Gum recession is a term to simply describe a process in which the margin of the gum tissue that surrounds the teeth wears away or pulls back, exposing more of the tooth or tooth root. When gum recession occurs pockets form between the teeth and gum line, making it easier for bacteria to build up. Consequences of recession may include;
- Tooth sensitivity.
- Root decay.
- Poor aesthetics due to uneven gum margins and exposure of the root surface which is typically darker and yellower.
Who it affects
Whilst gum recession can affect anyone from their teenage years, it is most prevalent in adults who are over the age of forty. Like most ailments, the sooner it is caught, the more chance of a successful treatment program minimising any long-term effects. If left untreated, it can, in some cases, lead to tooth loss due to the breakdown of the tissue and bone surrounding the teeth.
The cause of recession is typically multi-factorial and has to be assessed in detail. Known causes include;
- Thin gums.
- Mechanical trauma
- Tooth position.
- Orthodontic therapy.
- Restoration margins which are very close to or beneath the gum.
- Periodontal disease.
How is gum recession
In the first instance gum recession can be managed through deep cleaning of the affected area and careful control of the causative factors. You will be carefully instructed in oral hygiene techniques which do not traumatise the delicate gum tissue by our hygienists and periodontists.

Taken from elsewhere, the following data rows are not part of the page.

use std::io;
use std::path::{Path, PathBuf};

use anyhow::{Context, Result};
use chrono::Local;
use clap::Parser;
use dwatch_directory_watcher::{
    ChangeMask, DeliveryMode, DirectoryChangeHandler, DirectoryChangeWatcher, Handler,
    MonitorPrivileges, WatchOptions, WatcherConfig,
};
use tracing::{info, warn};
use tracing_subscriber::EnvFilter;

/// Print changes in one or more directories until interrupted.
#[derive(Parser, Debug)]
#[command(name = "dwatch", version, about, long_about = None)]
struct Cli {
    /// Directories to watch
    #[arg(required = true)]
    directories: Vec<PathBuf>,

    /// Watch subdirectories too
    #[arg(short, long)]
    subtree: bool,

    /// Only report paths matching these patterns, separated by `;`
    #[arg(short, long, default_value = "")]
    include: String,

    /// Never report paths matching these patterns, separated by `;`
    #[arg(short, long, default_value = "")]
    exclude: String,

    /// Kinds of change to report, e.g. `name,dir-name,last-write`
    #[arg(short, long, default_value = "all")]
    mask: ChangeMask,

    /// Run callbacks on the main thread instead of the dispatch thread
    #[arg(long)]
    creator_thread: bool,

    /// JSON watcher configuration
    #[arg(short, long)]
    config: Option<PathBuf>,

    /// Log filter used when RUST_LOG is unset
    #[arg(long, default_value = "info")]
    log_level: String,
}

/// Writes each change to stdout with a timestamp.
struct PrintHandler;

impl PrintHandler {
    fn print(&self, what: &str, detail: String) {
        println!("{} {what:<9} {detail}", Local::now().format("%H:%M:%S%.3f"));
    }
}

impl DirectoryChangeHandler for PrintHandler {
    fn on_file_added(&self, path: &Path) {
        self.print("added", path.display().to_string());
    }

    fn on_file_removed(&self, path: &Path) {
        self.print("removed", path.display().to_string());
    }

    fn on_file_modified(&self, path: &Path) {
        self.print("modified", path.display().to_string());
    }

    fn on_file_name_changed(&self, old_path: &Path, new_path: &Path) {
        self.print(
            "renamed",
            format!("{} -> {}", old_path.display(), new_path.display()),
        );
    }

    fn on_read_directory_changes_error(&self, err: &io::Error, directory: &Path) {
        warn!("Stopped watching {}: {err}", directory.display());
    }

    fn on_watch_stopped(&self, directory: &Path) {
        info!("No longer watching {}", directory.display());
    }
}

fn init_tracing(default_level: &str) {
    let filter =
        EnvFilter::try_from_default_env().unwrap_or_else(|_| EnvFilter::new(default_level));
    tracing_subscriber::fmt()
        .with_env_filter(filter)
        .with_writer(io::stderr)
        .init();
}

#[tokio::main]
async fn main() -> Result<()> {
    let cli = Cli::parse();
    init_tracing(&cli.log_level);

    let mut config = match &cli.config {
        Some(path) => WatcherConfig::from_json_file(path)
            .with_context(|| format!("Failed to load config from {}", path.display()))?,
        None => WatcherConfig::default(),
    };
    if cli.creator_thread {
        config = config.with_delivery(DeliveryMode::CreatorThread);
    }

    let watcher = DirectoryChangeWatcher::new(config, MonitorPrivileges::ensure())?;
    let handler = Handler::new(PrintHandler);

    for directory in &cli.directories {
        let mut options = WatchOptions::new()
            .include(cli.include.as_str())
            .exclude(cli.exclude.as_str());
        if cli.subtree {
            options = options.subtree();
        }
        watcher
            .watch_directory(directory, cli.mask, &handler, options)
            .with_context(|| format!("Failed to watch {}", directory.display()))?;
    }
    info!(
        "Watching {} directories, press Ctrl-C to stop",
        watcher.num_watched_directories()
    );

    let ctrl_c = tokio::signal::ctrl_c();
    tokio::pin!(ctrl_c);
    let mut pump = watcher.take_notification_pump();
    match pump.as_mut() {
        Some(pump) => loop {
            tokio::select! {
                _ = &mut ctrl_c => break,
                more = pump.dispatch_next() => {
                    if !more {
                        break;
                    }
                }
            }
        },
        None => {
            ctrl_c.await.context("Failed to listen for Ctrl-C")?;
        }
    }

    info!("Shutting down");
    if !watcher.unwatch_all_directories() {
        warn!("Dispatch thread did not shut down cleanly");
    }
    // Stop notifications posted during the unwatch still run here.
    if let Some(pump) = pump.as_mut() {
        pump.dispatch_pending();
    }
    Ok(())
}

In some cases recession may not require intervention. Provided the risk factors have been brought under control and you are regularly seeing a professional for maintenance therapy it is possible to prevent progression.
However, there may be instances where a site may be highly susceptible to progressive recession without intervention. The consequences of progressive recession may ultimately lead to increasing sensitivity, pain and in extreme circumstances, tooth-loss.
What type of surgery is used to treat gum recession?
There are a variety of different approaches to managing recession and they will be explained to you in detail during your consultation with a specialist periodontist.
You will be given a detailed report with a full description of the different management options, appointment schedule and financial breakdown.
Epithelialized Free-Gingival Graft
This technique is a well-known means to increasing the thickness of the gum, and in particular the amount of attached tissue which is ‘keratinised’. It is believed that having thick attached keratinised tissue is beneficial to preventing recession It is typically performed in areas which are not readily visible when smiling and where it is unpredictable that we can achieve complete root coverage.
A recipient site is prepared in the region of recession. A donor site of gum is taken from your palate and carefully sutured to the recipient site for a minimum of two weeks. If the graft successfully heals, we can observe an increase the tissue thickness as the site matures over the following year.
In some cases, we may elect to perform a second procedure to ‘advance’ the healed grafted site to achieve root coverage.
De-epithelialized Connective Tissue Graft and Coronally Advanced Flap
Alternative graft sources
Animal derived alternatives (xenografts) may on occasion be suggested if there is a clear clinical indication and have been shown to be successful when utilised in the correct manner. Such grafts are typically of porcine (pig) origin.
Key points about gum recession
- Gum recession is not something that simply occurs with old age.
- The underlying cause of recession needs to be addressed through modification of tooth brushing routines and habits.
- Gum recession is frequently managed conservatively through preventive measures.
- More advanced surgical procedures are available and may be necessary to manage recession defects, for both aesthetic and preventive reasons.